Carlos Zéfiro era o pseudônimo utilizado pelo pacato funcionário público lotado no departamento de imigração do Ministério do Trabalho, Alcides Aguiar Caminha. Carioca, nascido em 1921, era frequentador da noite boêmia do Rio de Janeiro. Compositor, foi parceiro de Nelson Cavaquinho e Guilherme de Brito, entre outros. Ao lado dos parceiros citados compôs o clássico A Flor e o Espinho, gravada originalmente por Raul Moreno, depois por Leny Andrade e Beth Carvalho, além do próprio Nelson.
Desde os 25 anos, Caminha era casado com dona Serat Caminha, com a qual teve cinco filhos. O então ex-boêmio e discreto funcionário público mantinha a saudável atividade paralela de desenhista de historietas eróticas. Manteve da própria família a identidade secreta por muitos anos.
Os “catecismos” eram desenhados de forma rudimentar, sem uma técnica escolástica definida, mas acabaram dando um traço inconfundível — e muitíssimo imitado — ao misterioso Zéfiro. Eram basicamente brochuras de 24 ou 32 páginas, em papel ofício dobrado na medida de 14x21cm, ou um quarto de ofício, a depender do período.

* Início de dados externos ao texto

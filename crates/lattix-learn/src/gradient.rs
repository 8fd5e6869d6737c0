//! Sparse per-batch gradient accumulation.
//!
//! A worker collects every gradient a batch produces into two
//! [`GradientAccumulator`]s (entities, relations) before merging them into
//! the shared matrices. Contributions are keyed by id and kept in first-touch
//! order, so merging is deterministic for a given batch.

use std::collections::HashMap;

/// Summed gradient for one id within one batch.
#[derive(Debug, Clone, PartialEq)]
pub struct GradientContribution {
    pub id: u64,
    /// Number of row contributions summed into `dimensions`.
    pub n: u32,
    /// Version stamp of the row when the scoring strategy first read it.
    pub seen_version: u64,
    pub dimensions: Vec<f32>,
}

impl GradientContribution {
    fn new(id: u64, seen_version: u64, dim: usize) -> Self {
        Self {
            id,
            n: 0,
            seen_version,
            dimensions: vec![0.0; dim],
        }
    }

    /// L2 norm of the accumulated gradient.
    pub fn norm(&self) -> f32 {
        self.dimensions.iter().map(|x| x * x).sum::<f32>().sqrt()
    }
}

/// Keyed collection of [`GradientContribution`]s, reused across batches.
#[derive(Debug, Clone, Default)]
pub struct GradientAccumulator {
    dim: usize,
    index: HashMap<u64, usize>,
    entries: Vec<GradientContribution>,
}

impl GradientAccumulator {
    pub fn new(dim: usize) -> Self {
        Self {
            dim,
            index: HashMap::new(),
            entries: Vec::new(),
        }
    }

    /// Add `scale * grad` to the contribution of `id`.
    ///
    /// `seen_version` is recorded only the first time `id` is touched in
    /// this batch.
    pub fn add(&mut self, id: u64, seen_version: u64, scale: f32, grad: &[f32]) {
        debug_assert_eq!(grad.len(), self.dim);
        let slot = match self.index.get(&id) {
            Some(&slot) => slot,
            None => {
                self.entries.push(GradientContribution::new(id, seen_version, self.dim));
                self.index.insert(id, self.entries.len() - 1);
                self.entries.len() - 1
            }
        };
        let entry = &mut self.entries[slot];
        entry.n += 1;
        for (acc, g) in entry.dimensions.iter_mut().zip(grad) {
            *acc += scale * g;
        }
    }

    pub fn get(&self, id: u64) -> Option<&GradientContribution> {
        self.index.get(&id).map(|&slot| &self.entries[slot])
    }

    pub fn iter(&self) -> impl Iterator<Item = &GradientContribution> {
        self.entries.iter()
    }

    pub fn len(&self) -> usize {
        self.entries.len()
    }

    pub fn is_empty(&self) -> bool {
        self.entries.is_empty()
    }

    /// Drop all contributions, keeping allocations.
    pub fn clear(&mut self) {
        self.index.clear();
        self.entries.clear();
    }
}

#[cfg(test)]
mod tests {
    use super::*;

    #[test]
    fn test_add_sums_and_counts() {
        let mut acc = GradientAccumulator::new(2);
        acc.add(3, 7, 1.0, &[1.0, 2.0]);
        acc.add(3, 9, -1.0, &[0.5, 0.5]);
        acc.add(1, 0, 2.0, &[1.0, 0.0]);

        let c = acc.get(3).unwrap();
        assert_eq!(c.n, 2);
        assert_eq!(c.seen_version, 7);
        assert_eq!(c.dimensions, vec![0.5, 1.5]);
        assert_eq!(acc.get(1).unwrap().dimensions, vec![2.0, 0.0]);
        assert_eq!(acc.len(), 2);
    }

    #[test]
    fn test_iteration_is_first_touch_order() {
        let mut acc = GradientAccumulator::new(1);
        for id in [5, 2, 5, 9, 2] {
            acc.add(id, 0, 1.0, &[1.0]);
        }
        let ids: Vec<u64> = acc.iter().map(|c| c.id).collect();
        assert_eq!(ids, vec![5, 2, 9]);
    }

    #[test]
    fn test_clear() {
        let mut acc = GradientAccumulator::new(1);
        acc.add(0, 0, 1.0, &[1.0]);
        acc.clear();
        assert!(acc.is_empty());
        assert!(acc.get(0).is_none());
    }
}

Toscas, desenhadas muitas vezes com um quadrinho por página, perfaziam histórias de mulheres solitárias em aventuras sexuais diversas. Casadas proibidas em ato pervertido com mecânicos e jardineiros. Jovens seduzidos por senhoras de família experientes que os defloravam. Enfim, todo repertório das histórias ditas pornográficas e do fabulário erótico da galáxia.
As revistinhas eram impressas em gráficas diferentes, mantendo assim a clandestinidade da distribuição, para a qual, a bem da verdade, a censura oficial fez certa vista grossa à pequena contravenção. Mas vendiam coisa de 30 mil exemplares por edição.
Somente lá pelos anos 1970 a ditadura militar tentou deitar seus tentáculos sobre o misterioso cartunista, mas nunca chegaram a encontrá-lo. Certa vez, prenderam o amigo e editor Hélio Beltrão achando ser ele o autor das escandalosas publicações. Mas nada conseguiram provar e não chegaram a Caminha, que sendo funcionário do governo poderia perder seu salário caso fosse envolvido em atividade paralela. É provável que Zéfiro tenha encerrado suas atividades por este período, aposentando-se e caindo em eterno anonimato.
Até que em 1991 o jornalista Juca Kfouri era diretor da revista Playboy brasileira. Todo mercado editorial enfrentava gravíssima crise devido ao confisco da poupança efetivado pelo governo de Fernando Collor de Mello. Contratar modelos caras para a chamada de capa da revista era um sufoco tão grande quanto pagar por reportagens especiais.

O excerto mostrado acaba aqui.